** MATERIAL FOR THE TASK follows **

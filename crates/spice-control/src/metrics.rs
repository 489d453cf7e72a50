//! Registro de métricas del cache.

use metrics::{counter, gauge, histogram};
use std::sync::Arc;
use std::sync::atomic::{AtomicU64, Ordering};
use std::time::Duration;

/// Registra las métricas del controller.
/// Llamar una vez al inicio, después de instalar el recorder.
pub fn register_cache_metrics() {
    metrics::describe_counter!("spice_cache_hits_total", "Total number of cache hits");
    metrics::describe_counter!("spice_cache_misses_total", "Total number of cache misses");
    metrics::describe_counter!(
        "spice_cache_coalesced_total",
        "Reads that joined a fetch already in flight"
    );
    metrics::describe_counter!(
        "spice_cache_fetch_failures_total",
        "Fetches that resolved with an error"
    );
    metrics::describe_counter!(
        "spice_cache_invalidations_total",
        "Keys removed by explicit or automatic invalidation"
    );
    metrics::describe_gauge!("spice_cache_in_flight", "Keys with an outstanding fetch");
    metrics::describe_histogram!(
        "spice_cache_operation_seconds",
        "Time spent on cache operations"
    );
}

/// Recorder de métricas del cache.
/// Usa atomic counters internos para consultar sin recorder instalado.
#[derive(Debug, Clone, Default)]
pub struct CacheMetrics {
    hits: Arc<AtomicU64>,
    misses: Arc<AtomicU64>,
    coalesced: Arc<AtomicU64>,
    fetch_failures: Arc<AtomicU64>,
    invalidations: Arc<AtomicU64>,
    in_flight: Arc<AtomicU64>,
}

impl CacheMetrics {
    pub fn new() -> Self {
        Self::default()
    }

    /// Registra un cache hit
    pub fn record_hit(&self) {
        self.hits.fetch_add(1, Ordering::Relaxed);
        counter!("spice_cache_hits_total").increment(1);
    }

    /// Registra un cache miss (una lectura que inicia un fetch)
    pub fn record_miss(&self) {
        self.misses.fetch_add(1, Ordering::Relaxed);
        counter!("spice_cache_misses_total").increment(1);
    }

    /// Registra una lectura coalescida con un fetch en curso
    pub fn record_coalesced(&self) {
        self.coalesced.fetch_add(1, Ordering::Relaxed);
        counter!("spice_cache_coalesced_total").increment(1);
    }

    /// Registra un fetch fallido
    pub fn record_fetch_failure(&self, reason: &str) {
        self.fetch_failures.fetch_add(1, Ordering::Relaxed);
        counter!("spice_cache_fetch_failures_total", "reason" => reason.to_string()).increment(1);
    }

    /// Registra una invalidación
    pub fn record_invalidation(&self, trigger: &str) {
        self.invalidations.fetch_add(1, Ordering::Relaxed);
        counter!("spice_cache_invalidations_total", "trigger" => trigger.to_string())
            .increment(1);
    }

    /// Actualiza el gauge de fetches en curso
    pub fn update_in_flight(&self, count: usize) {
        self.in_flight.store(count as u64, Ordering::Relaxed);
        gauge!("spice_cache_in_flight").set(count as f64);
    }

    /// Registra la duración de una operación
    pub fn record_operation_duration(&self, operation: &str, duration: Duration) {
        histogram!(
            "spice_cache_operation_seconds",
            "operation" => operation.to_string()
        )
        .record(duration.as_secs_f64());
    }

    /// Calcula hit rate (para logging/debugging).
    /// Las lecturas coalescidas no cuentan como hit ni como miss.
    pub fn hit_rate(&self) -> f64 {
        let hits = self.hits() as f64;
        let misses = self.misses() as f64;
        let total = hits + misses;
        if total == 0.0 { 0.0 } else { hits / total }
    }

    /// Retorna el número de hits
    pub fn hits(&self) -> u64 {
        self.hits.load(Ordering::Relaxed)
    }

    /// Retorna el número de misses
    pub fn misses(&self) -> u64 {
        self.misses.load(Ordering::Relaxed)
    }

    /// Retorna el número de lecturas coalescidas
    pub fn coalesced(&self) -> u64 {
        self.coalesced.load(Ordering::Relaxed)
    }

    /// Retorna el número de fetches fallidos
    pub fn fetch_failures(&self) -> u64 {
        self.fetch_failures.load(Ordering::Relaxed)
    }

    /// Retorna el número de invalidaciones
    pub fn invalidations(&self) -> u64 {
        self.invalidations.load(Ordering::Relaxed)
    }

    /// Retorna el último valor del gauge de fetches en curso
    pub fn in_flight(&self) -> u64 {
        self.in_flight.load(Ordering::Relaxed)
    }
}

#[cfg(test)]
mod tests {
    use super::*;

    #[test]
    fn test_cache_metrics_hit_rate() {
        let metrics = CacheMetrics::new();

        // 3 hits, 1 miss = 75% hit rate
        metrics.record_hit();
        metrics.record_hit();
        metrics.record_hit();
        metrics.record_miss();

        let rate = metrics.hit_rate();
        assert!((rate - 0.75).abs() < 0.001);
    }

    #[test]
    fn test_coalesced_does_not_affect_hit_rate() {
        let metrics = CacheMetrics::new();
        metrics.record_miss();
        metrics.record_coalesced();
        metrics.record_coalesced();

        assert_eq!(metrics.hit_rate(), 0.0);
        assert_eq!(metrics.coalesced(), 2);
    }

    #[test]
    fn test_clones_share_counters() {
        let metrics = CacheMetrics::new();
        let clone = metrics.clone();

        clone.record_invalidation("explicit");
        clone.record_fetch_failure("transport");

        assert_eq!(metrics.invalidations(), 1);
        assert_eq!(metrics.fetch_failures(), 1);
    }

    #[test]
    fn test_register_without_recorder_is_noop() {
        register_cache_metrics();
        let metrics = CacheMetrics::new();
        metrics.update_in_flight(3);
        assert_eq!(metrics.in_flight(), 3);
    }
}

** End of MATERIAL FOR THE TASK **

WORK INSTRUCTIONS:
Report each line in the entries where the string "Retorna" occurs.

EXERCISE ANSWER:
    /// Retorna el número de hits
    /// Retorna el número de misses
    /// Retorna el número de lecturas coalescidas
    /// Retorna el número de fetches fallidos
    /// Retorna el número de invalidaciones
    /// Retorna el último valor del gauge de fetches en curso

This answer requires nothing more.